The Cummins CorePlus motor-generator provides hybrid-like benefits and could be retrofitted on trucks and equipment
| March 07, 2014 |
If anything, ConExpo has been the first construction trade show in a decade where Tier4 Interim and Tier 4 Final are no longer news.
Engine emissions controls are a done deal. Now manufacturers are moving aggressively to improve the fuel and power efficiency of components outside the engine envelope.
These contributions also reduce carbon dioxide and other pollutants and will likely play a key role in the next round of regulatory requirements, what some people are already calling Tier 5.
Case in point is the Cummins CorePlus motor-generator. It’s a component for fuel-burning trucks and equipment that provides similar benefits to vehicles with electric hybrid systems.

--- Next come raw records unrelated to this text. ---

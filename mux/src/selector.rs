//! Selector loops.
//!
//! Each loop owns one poller and one registration queue. Producer threads
//! enqueue registration actions and wake the poller; the loop drains the
//! queue, polls with a bounded timeout, and dispatches ready events with
//! one-shot semantics: the registration is removed before the event is
//! handed to the dispatcher, so nothing fires again for that socket and
//! event class until the handle re-arms.

use crate::dispatch::CallbackKind;
use crate::handle::SocketHandle;
use crate::metrics::CONNECTS_FAILED;
use crate::mux::MuxCore;
use crossbeam_channel::{Receiver, Sender, unbounded};
use mio::net::TcpStream;
use mio::unix::SourceFd;
use mio::{Events, Interest, Poll, Token, Waker};
use slab::Slab;
use std::collections::HashMap;
use std::io;
use std::os::unix::io::RawFd;
use std::sync::Arc;
use std::time::Duration;
use tracing::{error, info, trace, warn};

/// Upper bound on one poll; terminate latency is at most this plus one
/// dispatch pass.
pub(crate) const SELECT_TIMEOUT: Duration = Duration::from_millis(1000);

/// Reserved waker token; slab keys grow from zero and never reach it.
const WAKE: Token = Token(usize::MAX);

const EVENTS_CAPACITY: usize = 1024;

/// Which event class a loop serves.
#[derive(Debug, Clone, Copy, PartialEq, Eq)]
pub(crate) enum Side {
    Read,
    Write,
}

impl Side {
    pub(crate) fn label(self) -> &'static str {
        match self {
            Side::Read => "read",
            Side::Write => "write",
        }
    }
}

/// Readiness interest carried by a registration action.
#[derive(Debug, Clone, Copy, PartialEq, Eq)]
pub(crate) enum Ops {
    Connect,
    Read,
    Write,
}

impl Ops {
    /// Non-blocking connect completion surfaces as writability.
    fn interest(self) -> Interest {
        match self {
            Ops::Read => Interest::READABLE,
            Ops::Connect | Ops::Write => Interest::WRITABLE,
        }
    }
}

/// Deferred (socket, interest, handle) binding request.
///
/// A plain tagged record: the loop dispatches on `ops`, no per-registration
/// closure is allocated.
pub(crate) struct Registration {
    pub(crate) handle: Arc<SocketHandle>,
    pub(crate) ops: Ops,
}

impl Registration {
    pub(crate) fn new(handle: Arc<SocketHandle>, ops: Ops) -> Self {
        Self { handle, ops }
    }
}

/// Producer-side face of one selector loop: the registration queue plus the
/// wakeup capability. Shared by every thread that posts registrations.
pub(crate) struct LoopFront {
    tx: Sender<Registration>,
    waker: Arc<Waker>,
}

impl LoopFront {
    /// Enqueue a registration action.
    ///
    /// The wakeup happens strictly after the push, so the loop either sees
    /// the entry in its drain step or is pulled out of its poll.
    pub(crate) fn push(&self, registration: Registration) {
        if self.tx.send(registration).is_err() {
            trace!("registration dropped, selector loop is gone");
            return;
        }
        self.wake();
    }

    /// Wake the loop's poller. Idempotent; safe before any poll is in
    /// progress. Failures are trace-logged and swallowed.
    pub(crate) fn wake(&self) {
        if let Err(err) = self.waker.wake() {
            trace!(error = %err, "selector wakeup failed");
        }
    }
}

/// Loop-thread state handed to `run` by `start`.
pub(crate) struct Seed {
    pub(crate) side: Side,
    pub(crate) index: usize,
    pub(crate) poll: Poll,
    pub(crate) rx: Receiver<Registration>,
}

/// Allocate the poller, waker, and registration queue for one loop.
pub(crate) fn loop_parts(side: Side, index: usize) -> io::Result<(LoopFront, Seed)> {
    let poll = Poll::new()?;
    let waker = Arc::new(Waker::new(poll.registry(), WAKE)?);
    let (tx, rx) = unbounded();
    Ok((
        LoopFront { tx, waker },
        Seed {
            side,
            index,
            poll,
            rx,
        },
    ))
}

struct SelectorLoop {
    side: Side,
    index: usize,
    poll: Poll,
    events: Events,
    registrations: Slab<Registration>,
    by_fd: HashMap<RawFd, usize>,
    rx: Receiver<Registration>,
}

impl SelectorLoop {
    /// Run every queued registration action. A failing action closes its
    /// own handle and never takes the loop down.
    fn drain(&mut self) {
        while let Ok(registration) = self.rx.try_recv() {
            self.arm(registration);
        }
    }

    fn arm(&mut self, registration: Registration) {
        let handle = registration.handle.clone();
        if handle.is_closed() {
            trace!(
                side = self.side.label(),
                index = self.index,
                "dropping registration for closed handle"
            );
            return;
        }
        let fd = handle.raw_fd();
        let interest = registration.ops.interest();
        let result = if let Some(&key) = self.by_fd.get(&fd) {
            // re-armed before the previous registration fired; replace it
            self.registrations[key] = registration;
            self.poll
                .registry()
                .reregister(&mut SourceFd(&fd), Token(key), interest)
        } else {
            let key = self.registrations.insert(registration);
            self.by_fd.insert(fd, key);
            match self
                .poll
                .registry()
                .register(&mut SourceFd(&fd), Token(key), interest)
            {
                Err(err) if err.kind() == io::ErrorKind::AlreadyExists => self
                    .poll
                    .registry()
                    .reregister(&mut SourceFd(&fd), Token(key), interest),
                other => other,
            }
        };
        if let Err(err) = result {
            // the descriptor is gone or refused; the connection is over
            self.drop_fd(fd);
            trace!(
                side = self.side.label(),
                index = self.index,
                error = %err,
                "cannot register channel, closing handle"
            );
            handle.close_with(Some(err));
        }
    }

    /// Remove a fired registration, clearing its interest before anything
    /// is dispatched (the one-shot step).
    fn take(&mut self, token: Token) -> Option<Registration> {
        let registration = self.registrations.try_remove(token.0)?;
        let fd = registration.handle.raw_fd();
        self.by_fd.remove(&fd);
        let _ = self.poll.registry().deregister(&mut SourceFd(&fd));
        Some(registration)
    }

    fn drop_fd(&mut self, fd: RawFd) {
        if let Some(key) = self.by_fd.remove(&fd) {
            let _ = self.registrations.try_remove(key);
        }
    }
}

/// Selector loop body; one dedicated thread per (side, index).
pub(crate) fn run(core: Arc<MuxCore>, seed: Seed) {
    let Seed {
        side,
        index,
        poll,
        rx,
    } = seed;
    let mut selector = SelectorLoop {
        side,
        index,
        poll,
        events: Events::with_capacity(EVENTS_CAPACITY),
        registrations: Slab::new(),
        by_fd: HashMap::new(),
        rx,
    };
    trace!(name = %core.name(), side = side.label(), index, "selector loop running");

    while core.running() {
        selector.drain();

        match selector
            .poll
            .poll(&mut selector.events, Some(SELECT_TIMEOUT))
        {
            Ok(()) => {}
            Err(err) if err.kind() == io::ErrorKind::Interrupted => continue,
            Err(err) => {
                warn!(
                    name = %core.name(),
                    side = side.label(),
                    index,
                    error = %err,
                    "selector poll failed, exiting loop"
                );
                break;
            }
        }

        // tokens are collected first so the fired registrations can be
        // removed while iterating
        let ready: Vec<Token> = selector.events.iter().map(|event| event.token()).collect();
        for token in ready {
            if token == WAKE {
                continue;
            }
            if !core.running() {
                break;
            }
            let Some(registration) = selector.take(token) else {
                trace!(side = side.label(), index, "spurious readiness token");
                continue;
            };
            let Registration { handle, ops } = registration;
            if handle.is_closed() {
                trace!(side = side.label(), index, "dropping readiness for closed handle");
                continue;
            }
            // any readiness on the token (including hang-up or error)
            // dispatches the armed operation; the application observes the
            // failure on its next read or write
            match (side, ops) {
                (Side::Read, Ops::Connect) => finish_connect(&core, handle),
                (Side::Read, Ops::Read) => core.dispatch(handle, CallbackKind::ReadReady),
                (Side::Write, Ops::Write) => core.dispatch(handle, CallbackKind::WriteReady),
                (side, ops) => {
                    error!(side = side.label(), ?ops, "invalid readiness operation");
                }
            }
        }
    }

    trace!(name = %core.name(), side = side.label(), index, "selector loop exited");
}

enum ConnectOutcome {
    Connected,
    Pending,
    Failed(io::Error),
}

/// Resolve an in-flight non-blocking connect after its writability fired.
fn connect_outcome(stream: &TcpStream) -> ConnectOutcome {
    match stream.take_error() {
        Ok(Some(err)) => ConnectOutcome::Failed(err),
        Err(err) => ConnectOutcome::Failed(err),
        Ok(None) => match stream.peer_addr() {
            Ok(_) => ConnectOutcome::Connected,
            Err(err) if err.kind() == io::ErrorKind::NotConnected => ConnectOutcome::Pending,
            Err(err) if err.raw_os_error() == Some(libc::EINPROGRESS) => ConnectOutcome::Pending,
            Err(err) => ConnectOutcome::Failed(err),
        },
    }
}

fn finish_connect(core: &Arc<MuxCore>, handle: Arc<SocketHandle>) {
    trace!(name = %core.name(), "handling connect");
    match connect_outcome(handle.channel()) {
        ConnectOutcome::Connected => {
            trace!(name = %core.name(), "dispatching connected action");
            core.dispatch(handle, CallbackKind::Connected);
        }
        ConnectOutcome::Pending => {
            // not expected for a one-shot connect arm, but harmless
            handle.select_for_connect();
        }
        ConnectOutcome::Failed(err) => {
            info!(
                name = %core.name(),
                error = %err,
                "unable to finish connection"
            );
            CONNECTS_FAILED.increment();
            handle.close_with(Some(err));
        }
    }
}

The CorePlus is still in development and testing, but could rapidly become the kind of device that defines the next generation of trucks and machinery.
This innocuous device, measuring about 18 inches in diameter and 10 inches thick, fits between the engine flywheel and transmission on a truck or off-road vehicle and can provide electric power for the machine driveline or accessories, ramp up torque in high load situations and even power certain types of hydraulic pumps.
Cummins says the device could be retrofitted and could be used in trucks and equipment, both on and off-road. The system consists of the CorePlus and a battery pack that would need to be mounted either under a chassis or in a truck bed.
By integrating between the engine and transmission, it can take in energy output from the flywheel, add it to the total power output or shuttle it off to storage in a variety of different battery technologies. Then when needed, the stored energy can be routed back through the CorePlus to the driveline or accessories. It can also be configured to absorb energy out of transmission and braking systems.
The CorePlus model featured here can generate up to 90 kilowatts of power for immediate use or storage. There is also a smaller, thinner version that can also serve as an integrated starter/generator with the potential of eliminating the engine alternator and powering components like the alternator that run off the engine’s serpentine belt.
Cummins says the CorePlus could also be used to power hydraulic fluid in a machine, but at present there aren’t enough manufacturers making hydraulic systems that run on electrical power to make this an application for the immediate future.